FIG. 1 is a functional block diagram showing an embodiment of the main part of the electronic musical instrument of the present invention. FIG. 2 is the electronic musical instrument of the present invention shown in FIG. FIG. 3 is a diagram showing an example of numerical values of a stored key constant and a vibrato constant stored in a vibrato constant storage device 4. FIG. 3 shows a case where an address is calculated using a key constant K and a vibrato constant V (f). FIG. 4 is a flowchart showing a detailed processing flow, and FIG.

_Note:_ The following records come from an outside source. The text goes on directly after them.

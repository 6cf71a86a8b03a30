//! Response message returned through the outbound filters.

use std::fmt;

use crate::context::RequestSession;
use crate::message::body::Body;
use crate::message::headers::Headers;
use crate::message::request::RequestInfo;

#[derive(Debug, Clone)]
pub struct HttpResponseMessage {
    session: RequestSession,
    request: RequestInfo,
    status: u16,
    headers: Headers,
    body: Body,
}

impl HttpResponseMessage {
    /// `request` is the request this response answers.
    pub fn new(session: RequestSession, request: RequestInfo, status: u16) -> Self {
        Self {
            session,
            request,
            status,
            headers: Headers::new(),
            body: Body::empty(),
        }
    }

    pub fn with_headers(mut self, headers: Headers) -> Self {
        self.headers = headers;
        self
    }

    pub fn with_body(mut self, body: impl Into<Body>) -> Self {
        self.body = body.into();
        self
    }

    pub fn session(&self) -> &RequestSession {
        &self.session
    }

    pub fn session_mut(&mut self) -> &mut RequestSession {
        &mut self.session
    }

    pub fn request(&self) -> &RequestInfo {
        &self.request
    }

    pub fn status(&self) -> u16 {
        self.status
    }

    pub fn set_status(&mut self, status: u16) {
        self.status = status;
    }

    pub fn headers(&self) -> &Headers {
        &self.headers
    }

    pub fn headers_mut(&mut self) -> &mut Headers {
        &mut self.headers
    }

    pub fn body(&self) -> &Body {
        &self.body
    }

    pub fn set_body(&mut self, body: impl Into<Body>) {
        self.body = body.into();
    }

    pub fn into_parts(self) -> (RequestSession, u16, Headers, Body) {
        (self.session, self.status, self.headers, self.body)
    }
}

impl fmt::Display for HttpResponseMessage {
    fn fmt(&self, f: &mut fmt::Formatter<'_>) -> fmt::Result {
        write!(f, "{} for {}", self.status, self.request)
    }
}
//! Structured logging.
//!
//! # Responsibilities
//! - Initialize the tracing subscriber
//! - Choose pretty or JSON output
//!
//! # Design Decisions
//! - Uses tracing crate for structured logging
//! - JSON format for production, pretty format for development
//! - `RUST_LOG` overrides the configured level

use tracing_subscriber::{layer::SubscriberExt, util::SubscriberInitExt, EnvFilter};

use crate::config::schema::{LogFormat, ObservabilityConfig};

/// Filter directive used when `RUST_LOG` is not set.
pub fn default_directive(config: &ObservabilityConfig) -> String {
    format!("edge_proxy={},tower_http={}", config.log_level, config.log_level)
}

/// Install the global subscriber. Safe to call once per process.
pub fn init_logging(config: &ObservabilityConfig) {
    let filter = EnvFilter::try_from_default_env()
        .unwrap_or_else(|_| EnvFilter::new(default_directive(config)));

    let registry = tracing_subscriber::registry().with(filter);
    let result = match config.log_format {
        LogFormat::Json => registry
            .with(tracing_subscriber::fmt::layer().json())
            .try_init(),
        LogFormat::Pretty => registry.with(tracing_subscriber::fmt::layer()).try_init(),
    };

    if let Err(e) = result {
        eprintln!("logging already initialized: {e}");
    }
}

#[cfg(test)]
mod tests {
    use super::*;

    #[test]
    fn test_default_directive_uses_level() {
        let config = ObservabilityConfig {
            log_level: "warn".to_string(),
            ..Default::default()
        };
        assert_eq!(default_directive(&config), "edge_proxy=warn,tower_http=warn");
    }
}
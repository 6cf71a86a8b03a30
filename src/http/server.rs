//! HTTP server setup and configuration.
//!
//! # Responsibilities
//! - Assemble the pipeline from config (origins, filters, endpoints)
//! - Create Axum Router with one catch-all handler
//! - Wire up middleware (request ID, tracing)
//! - Hand each request to the `FilterProcessor` and stream the result back
//! - Cancel in-flight work when the client goes away
//! - Run active health checks and drain on shutdown

use std::net::SocketAddr;
use std::sync::Arc;
use std::time::Duration;

use axum::{
    body::Body,
    extract::{ConnectInfo, State},
    http::{Request, Response, StatusCode},
    routing::any,
    Router,
};
use tokio::net::TcpListener;
use tower::ServiceBuilder;
use tower_http::{
    request_id::{MakeRequestUuid, PropagateRequestIdLayer, SetRequestIdLayer},
    trace::TraceLayer,
};

use crate::config::schema::{LoadSheddingConfig, ProxyConfig};
use crate::context::{CancelHandle, RequestSession};
use crate::filters::{
    DebugRequestFilter, DebugResponseFilter, Filter, FilterProcessor, Synchronous,
};
use crate::health::HealthMonitor;
use crate::http::convert::{into_axum_response, to_request_message};
use crate::lifecycle::Shutdown;
use crate::load_balancer::backend::Backend;
use crate::message::{HttpRequestMessage, HttpResponseMessage};
use crate::net::ConnectionTracker;
use crate::observability::{MetricsSink, NoopSink, PrometheusSink};
use crate::origin::{HttpOrigin, OriginManager};
use crate::passport::PassportState;
use crate::proxy::{ErrorEndpoint, ProxyEndpoint};
use crate::resilience::errors::ErrorStatusMap;
use crate::resilience::retries::RetryPolicy;
use crate::resilience::timeouts::TimeoutManager;
use crate::routing::{RouteTable, RoutingFilter};
use crate::security::headers::ProxyHeaderFilter;

pub const X_REQUEST_ID: &str = "x-request-id";

/// How long shutdown waits for in-flight requests.
const DRAIN_TIMEOUT: Duration = Duration::from_secs(30);

/// Application state injected into handlers.
#[derive(Clone)]
pub struct AppState {
    processor: Arc<FilterProcessor>,
    tracker: ConnectionTracker,
    load_shedding: LoadSheddingConfig,
    content_chunk_states: bool,
    max_buffered: usize,
}

/// HTTP server for the edge proxy.
pub struct HttpServer {
    router: Router,
    tracker: ConnectionTracker,
    health: Option<HealthMonitor>,
}

impl HttpServer {
    /// Build the full pipeline described by `config`.
    pub fn new(config: &ProxyConfig) -> Self {
        let metrics: Arc<dyn MetricsSink> = if config.observability.metrics_enabled {
            Arc::new(PrometheusSink)
        } else {
            Arc::new(NoopSink)
        };
        let (processor, backends) = build_processor(config, metrics);

        let mut server = Self::with_processor(config, processor);
        if config.health_check.enabled {
            server.health = Some(HealthMonitor::new(backends, config.health_check.clone()));
        }
        server
    }

    /// Serve an already assembled processor.
    pub fn with_processor(config: &ProxyConfig, processor: FilterProcessor) -> Self {
        let tracker = ConnectionTracker::new();
        let state = AppState {
            processor: Arc::new(processor),
            tracker: tracker.clone(),
            load_shedding: config.load_shedding.clone(),
            content_chunk_states: config.passport.content_chunk_states,
            max_buffered: config.body.max_buffered_bytes,
        };

        Self {
            router: Self::build_router(state),
            tracker,
            health: None,
        }
    }

    fn build_router(state: AppState) -> Router {
        Router::new()
            .route("/{*path}", any(proxy_handler))
            .route("/", any(proxy_handler))
            .with_state(state)
            .layer(
                ServiceBuilder::new()
                    .layer(SetRequestIdLayer::x_request_id(MakeRequestUuid))
                    .layer(TraceLayer::new_for_http())
                    .layer(PropagateRequestIdLayer::x_request_id()),
            )
    }

    /// Run the server, accepting connections on the given listener until
    /// `shutdown` fires, then drain in-flight requests.
    pub async fn run(self, listener: TcpListener, shutdown: Shutdown) -> Result<(), std::io::Error> {
        let addr = listener.local_addr()?;
        tracing::info!(address = %addr, "HTTP server starting");

        if let Some(monitor) = self.health {
            let rx = shutdown.subscribe();
            tokio::spawn(monitor.run(rx));
        }

        let app = self.router.into_make_service_with_connect_info::<SocketAddr>();
        let signal = shutdown.clone();
        axum::serve(listener, app)
            .with_graceful_shutdown(async move { signal.wait().await })
            .await?;

        if !self.tracker.wait_for_drain(DRAIN_TIMEOUT).await {
            tracing::warn!(
                in_flight = self.tracker.active_count(),
                "Shutdown deadline reached with requests in flight"
            );
        }
        tracing::info!("HTTP server stopped");
        Ok(())
    }
}

/// Assemble origins, filters and endpoints. Also returns every origin server
/// for the health monitor.
pub fn build_processor(
    config: &ProxyConfig,
    metrics: Arc<dyn MetricsSink>,
) -> (FilterProcessor, Vec<Arc<Backend>>) {
    let timeouts = Arc::new(TimeoutManager::from_config(&config.timeouts, &config.origins));
    let origins = Arc::new(OriginManager::new());
    let mut backends = Vec::new();
    for origin_config in &config.origins {
        let origin = HttpOrigin::from_config(
            origin_config,
            &config.retries,
            &config.health_check,
            timeouts.connect_timeout(&origin_config.name),
        );
        backends.extend(origin.backends().iter().cloned());
        origins.register(Arc::new(origin));
    }

    let statuses = ErrorStatusMap::new(config.errors.status_overrides.clone());
    let proxy = ProxyEndpoint::new(
        origins,
        timeouts,
        RetryPolicy::from_config(&config.retries),
        ErrorEndpoint::new(statuses.clone()),
        metrics.clone(),
    );

    let mut builder = FilterProcessor::builder()
        .config(config.filters.clone())
        .error_statuses(statuses)
        .metrics(metrics)
        .endpoint(Arc::new(proxy));

    if config.debug.enabled {
        let debug_request: Arc<dyn Filter<HttpRequestMessage>> =
            Arc::new(Synchronous(DebugRequestFilter::new(&config.debug)));
        let debug_response: Arc<dyn Filter<HttpResponseMessage>> =
            Arc::new(Synchronous(DebugResponseFilter::new()));
        builder = builder.inbound(debug_request).outbound(debug_response);
    }
    let headers: Arc<dyn Filter<HttpRequestMessage>> =
        Arc::new(Synchronous(ProxyHeaderFilter::new(&config.headers)));
    let routing: Arc<dyn Filter<HttpRequestMessage>> =
        Arc::new(Synchronous(RoutingFilter::new(RouteTable::new(&config.routes))));

    (builder.inbound(headers).inbound(routing).build(), backends)
}

/// Cancels the request if the handler future is dropped before completion.
struct CancelOnDrop {
    handle: CancelHandle,
    armed: bool,
}

impl Drop for CancelOnDrop {
    fn drop(&mut self) {
        if self.armed {
            self.handle.cancel();
        }
    }
}

async fn proxy_handler(
    State(state): State<AppState>,
    ConnectInfo(peer): ConnectInfo<SocketAddr>,
    request: Request<Body>,
) -> Response<Body> {
    let guard = state.tracker.track();

    let mut session = match request
        .headers()
        .get(X_REQUEST_ID)
        .and_then(|v| v.to_str().ok())
    {
        Some(id) => RequestSession::with_id(id),
        None => RequestSession::new(),
    };
    session.set_client_addr(peer);
    session
        .passport_mut()
        .set_content_chunk_states(state.content_chunk_states);
    session.passport_mut().add(PassportState::InReqHeadersReceived);
    if let Some(floor) = state.tracker.shedding_floor(&state.load_shedding) {
        tracing::debug!(request_id = %session.id(), floor, "Shedding low-priority filters");
        session.set_filter_priority_floor(floor);
    }

    let request_id = session.id().to_string();
    tracing::debug!(
        request_id = %request_id,
        seq = %guard.seq(),
        method = %request.method(),
        uri = %request.uri(),
        "Processing request"
    );

    let mut cancel = CancelOnDrop {
        handle: session.cancel_handle().clone(),
        armed: true,
    };
    let message = to_request_message(request, session, state.max_buffered);
    let processor = Arc::clone(&state.processor);
    let task = tokio::spawn(async move {
        let _guard = guard;
        processor.process(message).await
    });

    let result = task.await;
    cancel.armed = false;

    match result {
        Ok(mut response) => {
            response
                .session_mut()
                .passport_mut()
                .add(PassportState::OutRespHeadersSending);
            into_axum_response(response)
        }
        Err(e) => {
            tracing::error!(request_id = %request_id, error = %e, "Request task failed");
            let mut response = Response::new(Body::empty());
            *response.status_mut() = StatusCode::INTERNAL_SERVER_ERROR;
            response
        }
    }
}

Diagram illustrating an example of a relationship between the variation and time key constants case of the scale A ₄ to 4 ± 20 cents changes by St, Fig. 5, in another embodiment of the electronic musical instrument of the present invention, the address signal generation Is a flowchart showing a flow of processing at the time, (1) is a diagram showing a main process, (2) is a diagram showing a detailed process, and FIG. 6 is a diagram showing a tone waveform generated by a conventional electronic musical instrument. FIG. 4 is a diagram for explaining a relationship between an amplitude value and an address. In the drawing, 1 is a keyboard, 2 is a pressed key detection circuit, 3 is a key constant storage device, 4 is a vibrato constant storage device, 5 is a counting circuit, 6 is an adder / subtractor, 7 is an address signal generator, and 8 is a tone waveform storage. Equipment, 9 is a D / A converter, 10 is an audio system.

Claims (1)

(57) [Claims] 1. A key pressing state detecting means corresponding to a key and detecting a pressing state of the key, and a key storing a value related to the key corresponding to a pitch of the pressing key detected by the key pressing state detecting means. A musical tone waveform storage device having a plurality of addresses, and storing a digital value of an amplitude value of each sample point of the musical tone waveform in correspondence with each address; and a key stored in the key constant storage device. Address signal generating means for generating an address signal for reading a musical tone waveform from the musical tone waveform storage means by calculating a value at regular intervals; and converting and reading the musical tone waveform read out in accordance with the address signal. An electronic musical instrument comprising: a converter for amplifying to obtain a musical tone; a vibrato effect selecting unit for selecting whether or not to apply a vibrato effect; and a clock at a constant period during power-on. A clock pulse generating means for generating a pulse; a clock means for counting the clock pulses generated by the clock pulse generating means; and an addition and subtraction of one input periodically corresponding to saturation of the clock means. And a vibrato constant generating means for generating a vibrato constant to be generated in accordance with a value associated with the key corresponding to the pressed key, wherein the vibrato effect is selected in the vibrato effect selecting means. Is added, a vibrato constant is added from the vibrato constant generation means to the switchable input of the arithmetic means, and a value related to the key corresponding to the saturation of the timekeeping means. By reading the value related to the key from the key constant storage means for storing the The value related to the key can be changed, and the value related to the key is not changed when it is not selected to add the vibrato effect in the vibrato effect selecting unit. Electronic musical instruments.